Transnational religious networks and state formation in Thailand (2010 – 2011) (completed)

Jovan Maud


Expanding upon my PhD research on the popular southern Thai Buddhist 'saint', Luang Pho Thuat, and the impact of cross-border tourism on southern Thai religious life, this study will develop an understanding of transnational religious networks between Thailand and elsewhere in East- and Southeast Asia. In particular, the research will focus upon the impact of ethnic Chinese pilgrimage and patronage, including 'sacred tourism', on religious sites, practices and traditions located within Thailand. Among Chinese networks of East- and Southeast Asia, Thailand has a reputation as a site of spiritual potential. Consequently, Thailand-based ritual specialists, sacred sites, and religious objects are widely sought after and patronised.

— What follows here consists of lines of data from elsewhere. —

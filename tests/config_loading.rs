//! Loading gateway configuration files from disk.

use std::path::PathBuf;
use tensorzero_client::config::{Config, FunctionConfig, VariantConfig};
use tensorzero_client::{Error, Family, Variant};

fn fixture(name: &str) -> PathBuf {
    PathBuf::from(env!("CARGO_MANIFEST_DIR"))
        .join("tests")
        .join("fixtures")
        .join(name)
}

#[tokio::test]
async fn loads_yaml_fixture() {
    let config = Config::load(fixture("config.yaml")).await.unwrap();
    let names: Vec<&str> = config.function_names().collect();
    assert_eq!(names, vec!["draft_email", "extract_entities"]);

    let draft = config.function("draft_email").unwrap();
    assert!(matches!(draft, FunctionConfig::Chat(_)));
    let kinds: Vec<(&str, &str)> = draft
        .variants()
        .iter()
        .map(|(name, v)| (name.as_str(), v.variant_type()))
        .collect();
    assert_eq!(
        kinds,
        vec![
            ("baseline", "chat_completion"),
            ("reasoning", "chain_of_thought"),
            ("tournament", "best_of_n_sampling"),
        ]
    );
    assert_eq!(
        draft.variant("baseline").and_then(VariantConfig::model),
        Some("openai::gpt-4o-mini")
    );

    let extract = config.function("extract_entities").unwrap();
    assert_eq!(extract.variant_type(), "json");
    assert_eq!(
        extract.variant_names().collect::<Vec<_>>(),
        vec!["ensemble", "fewshot"]
    );
}

#[tokio::test]
async fn yaml_and_json_agree() {
    let from_yaml = Config::load(fixture("config.yaml")).await.unwrap();
    let as_json = serde_json::to_string(&from_yaml).unwrap();

    let dir = std::env::temp_dir().join(format!("tz-config-{}", uuid::Uuid::new_v4()));
    tokio::fs::create_dir_all(&dir).await.unwrap();
    let path = dir.join("tensorzero.json");
    tokio::fs::write(&path, &as_json).await.unwrap();

    let from_json = Config::load(&path).await.unwrap();
    assert_eq!(from_json, from_yaml);
    tokio::fs::remove_dir_all(&dir).await.unwrap();
}

#[tokio::test]
async fn function_configs_round_trip_through_encode() {
    let config = Config::load(fixture("config.yaml")).await.unwrap();
    for (name, function) in &config.functions {
        let encoded = function.encode().unwrap();
        let decoded = FunctionConfig::decode(encoded).unwrap();
        assert_eq!(&decoded, function, "function {name}");
    }
}

#[tokio::test]
async fn missing_file_is_a_configuration_error() {
    let err = Config::load(fixture("does_not_exist.yaml")).await.unwrap_err();
    assert!(matches!(err, Error::Configuration { .. }));
}

#[test]
fn unknown_variant_kind_is_rejected_with_family() {
    let err = Config::from_yaml_str(
        r#"
functions:
  f:
    type: chat
    variants:
      v:
        type: experimental_router
"#,
    )
    .unwrap_err();
    match err {
        Error::UnknownVariant { family, found } => {
            assert_eq!(family, "variant_config");
            assert_eq!(found.as_deref(), Some("experimental_router"));
        }
        other => panic!("unexpected: {:?}", other),
    }
}

#[test]
fn unknown_function_kind_is_rejected() {
    let err = Config::from_json_str(r#"{"functions": {"f": {"type": "embedding"}}}"#).unwrap_err();
    assert!(matches!(
        err,
        Error::UnknownVariant {
            family: "function_config",
            ..
        }
    ));
}
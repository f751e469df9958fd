use crate::filter::{ListInferencesRequest, StoredInference};
use crate::stream::InferenceStream;
use crate::types::{
    Datapoint, DatapointInsert, DynamicEvaluationRunEpisodeRequest,
    DynamicEvaluationRunEpisodeResponse, DynamicEvaluationRunRequest,
    DynamicEvaluationRunResponse, FeedbackRequest, FeedbackResponse, InferenceRequest,
    InferenceResponse, ListDatapointsRequest,
};
use crate::Result;
use async_trait::async_trait;
use tokio_util::sync::CancellationToken;
use uuid::Uuid;

/// Operations offered by a TensorZero gateway.
///
/// Every call takes a cancellation token. A non-streaming call that is cancelled
/// returns [`Error::Cancelled`](crate::Error::Cancelled); a cancelled stream simply
/// ends, with no error reported.
#[async_trait]
pub trait Gateway: Send + Sync {
    async fn inference(
        &self,
        request: &InferenceRequest,
        cancel: CancellationToken,
    ) -> Result<InferenceResponse>;

    /// Start a streamed inference. Connection and status failures are reported on the
    /// returned stream's error channel, not here.
    fn inference_stream(
        &self,
        request: &InferenceRequest,
        cancel: CancellationToken,
    ) -> InferenceStream;

    async fn feedback(
        &self,
        request: &FeedbackRequest,
        cancel: CancellationToken,
    ) -> Result<FeedbackResponse>;

    async fn dynamic_evaluation_run(
        &self,
        request: &DynamicEvaluationRunRequest,
        cancel: CancellationToken,
    ) -> Result<DynamicEvaluationRunResponse>;

    async fn dynamic_evaluation_run_episode(
        &self,
        request: &DynamicEvaluationRunEpisodeRequest,
        cancel: CancellationToken,
    ) -> Result<DynamicEvaluationRunEpisodeResponse>;

    /// Insert datapoints into `dataset_name`, returning their ids in input order.
    async fn bulk_insert_datapoints(
        &self,
        dataset_name: &str,
        datapoints: &[DatapointInsert],
        cancel: CancellationToken,
    ) -> Result<Vec<Uuid>>;

    async fn delete_datapoint(
        &self,
        dataset_name: &str,
        datapoint_id: Uuid,
        cancel: CancellationToken,
    ) -> Result<()>;

    async fn list_datapoints(
        &self,
        request: &ListDatapointsRequest,
        cancel: CancellationToken,
    ) -> Result<Vec<Datapoint>>;

    async fn list_inferences(
        &self,
        request: &ListInferencesRequest,
        cancel: CancellationToken,
    ) -> Result<Vec<StoredInference>>;
}
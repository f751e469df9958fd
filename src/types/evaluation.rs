//! Dynamic evaluation runs: pin variants for a run, then open episodes under it.

use serde::{Deserialize, Serialize};
use std::collections::HashMap;
use uuid::Uuid;

#[derive(Debug, Clone, Default, PartialEq, Serialize, Deserialize)]
pub struct DynamicEvaluationRunRequest {
    /// function name -> pinned variant name
    pub variants: HashMap<String, String>,
    #[serde(default, skip_serializing_if = "HashMap::is_empty")]
    pub tags: HashMap<String, String>,
    #[serde(default, skip_serializing_if = "Option::is_none")]
    pub project_name: Option<String>,
    #[serde(default, skip_serializing_if = "Option::is_none")]
    pub display_name: Option<String>,
}

impl DynamicEvaluationRunRequest {
    pub fn new(variants: HashMap<String, String>) -> Self {
        Self {
            variants,
            ..Self::default()
        }
    }

    pub fn pin(mut self, function_name: impl Into<String>, variant_name: impl Into<String>) -> Self {
        self.variants.insert(function_name.into(), variant_name.into());
        self
    }

    pub fn with_tag(mut self, key: impl Into<String>, value: impl Into<String>) -> Self {
        self.tags.insert(key.into(), value.into());
        self
    }

    pub fn with_project_name(mut self, name: impl Into<String>) -> Self {
        self.project_name = Some(name.into());
        self
    }

    pub fn with_display_name(mut self, name: impl Into<String>) -> Self {
        self.display_name = Some(name.into());
        self
    }
}

#[derive(Debug, Clone, PartialEq, Serialize, Deserialize)]
pub struct DynamicEvaluationRunEpisodeRequest {
    pub run_id: Uuid,
    #[serde(default, skip_serializing_if = "Option::is_none")]
    pub task_name: Option<String>,
    #[serde(default, skip_serializing_if = "Option::is_none")]
    pub datapoint_name: Option<String>,
    #[serde(default, skip_serializing_if = "HashMap::is_empty")]
    pub tags: HashMap<String, String>,
}

impl DynamicEvaluationRunEpisodeRequest {
    pub fn new(run_id: Uuid) -> Self {
        Self {
            run_id,
            task_name: None,
            datapoint_name: None,
            tags: HashMap::new(),
        }
    }

    pub fn with_task_name(mut self, name: impl Into<String>) -> Self {
        self.task_name = Some(name.into());
        self
    }

    pub fn with_datapoint_name(mut self, name: impl Into<String>) -> Self {
        self.datapoint_name = Some(name.into());
        self
    }

    pub fn with_tag(mut self, key: impl Into<String>, value: impl Into<String>) -> Self {
        self.tags.insert(key.into(), value.into());
        self
    }
}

With rising affluence, increasing intra-Asian tourism, and the growing economic power of Mainland China, the transnational impacts of Chinese patronage are having an ever greater impact on religious and spiritual practices in Thailand.

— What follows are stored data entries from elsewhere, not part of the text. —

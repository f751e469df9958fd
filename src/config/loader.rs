//! Reading configuration documents from text or from disk.

use super::Config;
use crate::{Error, ErrorContext, Result};
use serde_json::Value;
use std::path::Path;

/// Document formats understood by [`Config::load`].
#[derive(Debug, Clone, Copy, PartialEq, Eq)]
pub enum ConfigFormat {
    Json,
    Yaml,
}

impl ConfigFormat {
    pub fn from_path(path: &Path) -> Option<Self> {
        let ext = path
            .extension()
            .and_then(|s| s.to_str())
            .unwrap_or("")
            .to_lowercase();
        match ext.as_str() {
            "json" => Some(ConfigFormat::Json),
            "yaml" | "yml" => Some(ConfigFormat::Yaml),
            _ => None,
        }
    }
}

impl Config {
    pub fn from_json_str(content: &str) -> Result<Self> {
        let value: Value = serde_json::from_str(content).map_err(|e| {
            Error::configuration_with_context(
                "invalid JSON configuration",
                ErrorContext::new()
                    .with_details(e.to_string())
                    .with_source("config_loader"),
            )
        })?;
        Self::from_value(value)
    }

    pub fn from_yaml_str(content: &str) -> Result<Self> {
        let value: Value = serde_yaml::from_str(content).map_err(|e| {
            Error::configuration_with_context(
                "invalid YAML configuration",
                ErrorContext::new()
                    .with_details(e.to_string())
                    .with_source("config_loader"),
            )
        })?;
        Self::from_value(value)
    }

    pub fn parse(content: &str, format: ConfigFormat) -> Result<Self> {
        match format {
            ConfigFormat::Json => Self::from_json_str(content),
            ConfigFormat::Yaml => Self::from_yaml_str(content),
        }
    }

    /// Read a configuration file, picking the parser from its extension
    /// (`.json`, `.yaml`, `.yml`).
    pub async fn load(path: impl AsRef<Path>) -> Result<Self> {
        let path = path.as_ref();
        let path_text = path.to_string_lossy().to_string();
        let format = ConfigFormat::from_path(path).ok_or_else(|| {
            Error::configuration_with_context(
                "unsupported configuration file extension",
                ErrorContext::new()
                    .with_field_path(path_text.clone())
                    .with_details("expected .json, .yaml or .yml")
                    .with_source("config_loader"),
            )
        })?;

        let bytes = tokio::fs::read(path).await.map_err(|e| {
            Error::configuration_with_context(
                "cannot read configuration file",
                ErrorContext::new()
                    .with_field_path(path_text.clone())
                    .with_details(e.to_string())
                    .with_source("config_loader"),
            )
        })?;

        // Editors on Windows like to prepend a UTF-8 BOM.
        let bytes = bytes.strip_prefix(b"\xEF\xBB\xBF").unwrap_or(&bytes);
        let content = std::str::from_utf8(bytes).map_err(|e| {
            Error::configuration_with_context(
                "configuration file is not valid UTF-8",
                ErrorContext::new()
                    .with_field_path(path_text.clone())
                    .with_details(e.to_string())
                    .with_source("config_loader"),
            )
        })?;

        let config = Self::parse(content, format)?;
        tracing::debug!(
            path = %path_text,
            functions = config.functions.len(),
            "loaded configuration"
        );
        Ok(config)
    }
}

Rather than focusing on a particular religious tradition, my research will deal with the complex of religious forms and practices produced by the interaction of religious traditions – including Theravada Buddhism, Mahayana Buddhism, folk Taoism and other forms spiritualism – across ethnic and national boundaries.

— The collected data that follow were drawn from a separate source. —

//! Boolean filter trees for listing stored inferences.
//!
//! A [`FilterNode`] is either a leaf predicate (metric, tag, or time comparison) or a
//! branch (`and`, `or`, `not`) over other nodes. Trees are built and serialized here
//! and evaluated by the gateway; nothing in this module evaluates a filter.
//!
//! ```rust
//! use tensorzero_client::filter::{self, ComparisonOperator, FilterNode, TagComparisonOperator};
//!
//! let tree = filter::and([
//!     FilterNode::float_metric("accuracy", 0.8, ComparisonOperator::GreaterThanOrEqual),
//!     !FilterNode::tag("env", "staging", TagComparisonOperator::Equal),
//! ]);
//! assert_eq!(tree.depth(), 3);
//! assert_eq!(tree.leaf_count(), 2);
//! ```

use crate::types::message::InferenceInput;
use crate::types::tool::ToolParams;
use crate::variant::{
    decode_payload, deserialize_via_registry, serialize_tagged, take_array, take_required, Family,
    Variant, VariantRegistry,
};
use crate::Result;
use serde::{Deserialize, Serialize, Serializer};
use serde_json::{Map, Value};
use std::collections::HashMap;
use uuid::Uuid;

const FAMILY: &str = "filter";

/// Comparison for float-metric and time leaves.
#[derive(Debug, Clone, Copy, PartialEq, Eq, Serialize, Deserialize)]
pub enum ComparisonOperator {
    #[serde(rename = "<")]
    LessThan,
    #[serde(rename = "<=")]
    LessThanOrEqual,
    #[serde(rename = "=")]
    Equal,
    #[serde(rename = ">")]
    GreaterThan,
    #[serde(rename = ">=")]
    GreaterThanOrEqual,
    #[serde(rename = "!=")]
    NotEqual,
}

/// Comparison for tag leaves.
#[derive(Debug, Clone, Copy, PartialEq, Eq, Serialize, Deserialize)]
pub enum TagComparisonOperator {
    #[serde(rename = "=")]
    Equal,
    #[serde(rename = "!=")]
    NotEqual,
}

#[derive(Debug, Clone, PartialEq, Serialize, Deserialize)]
pub struct FloatMetricFilter {
    pub metric_name: String,
    pub value: f64,
    pub comparison_operator: ComparisonOperator,
}

/// Boolean metrics compare by equality only.
#[derive(Debug, Clone, PartialEq, Eq, Serialize, Deserialize)]
pub struct BooleanMetricFilter {
    pub metric_name: String,
    pub value: bool,
}

#[derive(Debug, Clone, PartialEq, Eq, Serialize, Deserialize)]
pub struct TagFilter {
    pub key: String,
    pub value: String,
    pub comparison_operator: TagComparisonOperator,
}

/// `time` is an RFC 3339 timestamp, passed through untouched.
#[derive(Debug, Clone, PartialEq, Eq, Serialize, Deserialize)]
pub struct TimeFilter {
    pub time: String,
    pub comparison_operator: ComparisonOperator,
}

#[derive(Debug, Clone, PartialEq)]
pub enum FilterNode {
    FloatMetric(FloatMetricFilter),
    BooleanMetric(BooleanMetricFilter),
    Tag(TagFilter),
    Time(TimeFilter),
    And(Vec<FilterNode>),
    Or(Vec<FilterNode>),
    Not(Box<FilterNode>),
}

impl FilterNode {
    pub fn float_metric(
        metric_name: impl Into<String>,
        value: f64,
        comparison_operator: ComparisonOperator,
    ) -> Self {
        FilterNode::FloatMetric(FloatMetricFilter {
            metric_name: metric_name.into(),
            value,
            comparison_operator,
        })
    }

    pub fn boolean_metric(metric_name: impl Into<String>, value: bool) -> Self {
        FilterNode::BooleanMetric(BooleanMetricFilter {
            metric_name: metric_name.into(),
            value,
        })
    }

    pub fn tag(
        key: impl Into<String>,
        value: impl Into<String>,
        comparison_operator: TagComparisonOperator,
    ) -> Self {
        FilterNode::Tag(TagFilter {
            key: key.into(),
            value: value.into(),
            comparison_operator,
        })
    }

    pub fn time(time: impl Into<String>, comparison_operator: ComparisonOperator) -> Self {
        FilterNode::Time(TimeFilter {
            time: time.into(),
            comparison_operator,
        })
    }

    pub fn is_leaf(&self) -> bool {
        !matches!(self, FilterNode::And(_) | FilterNode::Or(_) | FilterNode::Not(_))
    }

    pub fn children(&self) -> &[FilterNode] {
        match self {
            FilterNode::And(children) | FilterNode::Or(children) => children,
            FilterNode::Not(child) => std::slice::from_ref(child.as_ref()),
            _ => &[],
        }
    }

    /// Height of the tree; a leaf (or an empty branch) has depth 1.
    pub fn depth(&self) -> usize {
        1 + self.children().iter().map(FilterNode::depth).max().unwrap_or(0)
    }

    pub fn leaf_count(&self) -> usize {
        if self.is_leaf() {
            1
        } else {
            self.children().iter().map(FilterNode::leaf_count).sum()
        }
    }
}

/// Conjunction of `children`. An empty conjunction is sent as-is.
pub fn and(children: impl IntoIterator<Item = FilterNode>) -> FilterNode {
    FilterNode::And(children.into_iter().collect())
}

/// Disjunction of `children`. An empty disjunction is sent as-is.
pub fn or(children: impl IntoIterator<Item = FilterNode>) -> FilterNode {
    FilterNode::Or(children.into_iter().collect())
}

pub fn not(child: FilterNode) -> FilterNode {
    FilterNode::Not(Box::new(child))
}

impl std::ops::Not for FilterNode {
    type Output = FilterNode;

    fn not(self) -> FilterNode {
        not(self)
    }
}

impl Variant for FilterNode {
    fn variant_type(&self) -> &'static str {
        match self {
            FilterNode::FloatMetric(_) => "float_metric",
            FilterNode::BooleanMetric(_) => "boolean_metric",
            FilterNode::Tag(_) => "tag",
            FilterNode::Time(_) => "time",
            FilterNode::And(_) => "and",
            FilterNode::Or(_) => "or",
            FilterNode::Not(_) => "not",
        }
    }
}

#[derive(Serialize)]
struct Branch<'a> {
    children: &'a [FilterNode],
}

#[derive(Serialize)]
struct Negation<'a> {
    child: &'a FilterNode,
}

impl Serialize for FilterNode {
    fn serialize<S: Serializer>(&self, serializer: S) -> std::result::Result<S::Ok, S::Error> {
        let tag = self.variant_type();
        match self {
            FilterNode::FloatMetric(p) => serialize_tagged(tag, p, serializer),
            FilterNode::BooleanMetric(p) => serialize_tagged(tag, p, serializer),
            FilterNode::Tag(p) => serialize_tagged(tag, p, serializer),
            FilterNode::Time(p) => serialize_tagged(tag, p, serializer),
            FilterNode::And(children) | FilterNode::Or(children) => {
                serialize_tagged(tag, &Branch { children }, serializer)
            }
            FilterNode::Not(child) => serialize_tagged(tag, &Negation { child }, serializer),
        }
    }
}

deserialize_via_registry!(FilterNode);

static REGISTRY: VariantRegistry<FilterNode> = VariantRegistry::strict(
    FAMILY,
    &[
        ("float_metric", decode_float_metric),
        ("boolean_metric", decode_boolean_metric),
        ("tag", decode_tag),
        ("time", decode_time),
        ("and", decode_and),
        ("or", decode_or),
        ("not", decode_not),
    ],
);

impl Family for FilterNode {
    fn registry() -> &'static VariantRegistry<Self> {
        &REGISTRY
    }
}

fn decode_float_metric(map: Map<String, Value>) -> Result<FilterNode> {
    decode_payload(FAMILY, "float_metric", map).map(FilterNode::FloatMetric)
}

fn decode_boolean_metric(map: Map<String, Value>) -> Result<FilterNode> {
    decode_payload(FAMILY, "boolean_metric", map).map(FilterNode::BooleanMetric)
}

fn decode_tag(map: Map<String, Value>) -> Result<FilterNode> {
    decode_payload(FAMILY, "tag", map).map(FilterNode::Tag)
}

fn decode_time(map: Map<String, Value>) -> Result<FilterNode> {
    decode_payload(FAMILY, "time", map).map(FilterNode::Time)
}

// Children go back through the registry so nested errors keep their kind.
fn decode_and(mut map: Map<String, Value>) -> Result<FilterNode> {
    let children = take_array(FAMILY, "and", &mut map, "children")?;
    REGISTRY.decode_all(children).map(FilterNode::And)
}

fn decode_or(mut map: Map<String, Value>) -> Result<FilterNode> {
    let children = take_array(FAMILY, "or", &mut map, "children")?;
    REGISTRY.decode_all(children).map(FilterNode::Or)
}

fn decode_not(mut map: Map<String, Value>) -> Result<FilterNode> {
    let child = take_required(FAMILY, "not", &mut map, "child")?;
    REGISTRY.decode(child).map(|c| FilterNode::Not(Box::new(c)))
}

#[derive(Debug, Clone, Copy, PartialEq, Eq, Serialize, Deserialize)]
pub enum Direction {
    #[serde(rename = "ASC")]
    Ascending,
    #[serde(rename = "DESC")]
    Descending,
}

/// Sort key for listed inferences. Wire shape: `{"by": "timestamp" | "metric", "name"?, "direction"}`.
#[derive(Debug, Clone, PartialEq, Eq, Serialize, Deserialize)]
#[serde(tag = "by", rename_all = "snake_case")]
pub enum OrderBy {
    Timestamp { direction: Direction },
    Metric { name: String, direction: Direction },
}

impl OrderBy {
    pub fn timestamp(direction: Direction) -> Self {
        OrderBy::Timestamp { direction }
    }

    pub fn metric(name: impl Into<String>, direction: Direction) -> Self {
        OrderBy::Metric {
            name: name.into(),
            direction,
        }
    }

    pub fn direction(&self) -> Direction {
        match self {
            OrderBy::Timestamp { direction } | OrderBy::Metric { direction, .. } => *direction,
        }
    }
}

/// Body of `POST /inferences/list`.
#[derive(Debug, Clone, Default, PartialEq, Serialize, Deserialize)]
pub struct ListInferencesRequest {
    #[serde(default, skip_serializing_if = "Option::is_none")]
    pub function_name: Option<String>,
    #[serde(default, skip_serializing_if = "Option::is_none")]
    pub episode_id: Option<Uuid>,
    #[serde(default, skip_serializing_if = "Option::is_none")]
    pub variant_name: Option<String>,
    #[serde(default, skip_serializing_if = "Option::is_none")]
    pub filter: Option<FilterNode>,
    #[serde(default, skip_serializing_if = "Option::is_none")]
    pub order_by: Option<OrderBy>,
    #[serde(default, skip_serializing_if = "Option::is_none")]
    pub limit: Option<u32>,
    #[serde(default, skip_serializing_if = "Option::is_none")]
    pub offset: Option<u32>,
}

impl ListInferencesRequest {
    pub fn new() -> Self {
        Self::default()
    }

    pub fn function_name(mut self, name: impl Into<String>) -> Self {
        self.function_name = Some(name.into());
        self
    }

    pub fn episode_id(mut self, id: Uuid) -> Self {
        self.episode_id = Some(id);
        self
    }

    pub fn variant_name(mut self, name: impl Into<String>) -> Self {
        self.variant_name = Some(name.into());
        self
    }

    pub fn filter(mut self, filter: FilterNode) -> Self {
        self.filter = Some(filter);
        self
    }

    pub fn order_by(mut self, order_by: OrderBy) -> Self {
        self.order_by = Some(order_by);
        self
    }

    pub fn limit(mut self, limit: u32) -> Self {
        self.limit = Some(limit);
        self
    }

    pub fn offset(mut self, offset: u32) -> Self {
        self.offset = Some(offset);
        self
    }
}

/// An inference record returned by `POST /inferences/list`.
#[derive(Debug, Clone, PartialEq, Serialize, Deserialize)]
pub struct StoredInference {
    pub id: Uuid,
    pub episode_id: Uuid,
    pub function_name: String,
    pub variant_name: String,
    pub input: InferenceInput,
    #[serde(default)]
    pub output: Value,
    #[serde(default, skip_serializing_if = "Option::is_none")]
    pub tool_params: Option<ToolParams>,
    #[serde(default, skip_serializing_if = "Option::is_none")]
    pub processing_time: Option<f64>,
    /// RFC 3339
    pub timestamp: String,
    #[serde(default, skip_serializing_if = "HashMap::is_empty")]
    pub tags: HashMap<String, String>,
    #[serde(default, skip_serializing_if = "Map::is_empty")]
    pub metric_values: Map<String, Value>,
}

A central research question is how do such religious networks, and the forms of charisma that infuse them with energy, intersect with state-enforced symbolic orders and technologies of control? In countries such as Thailand, where ethno-nationalist sentiment is strongly connected to the purity of an orthodox Theravada Buddhist order, the proliferation of hybridising transnational spirituality problematises the national order of things. At the same time, however, transnational religious patronage, while introducing a variety of unorthodoxies, may arguably sustain the process of state formation.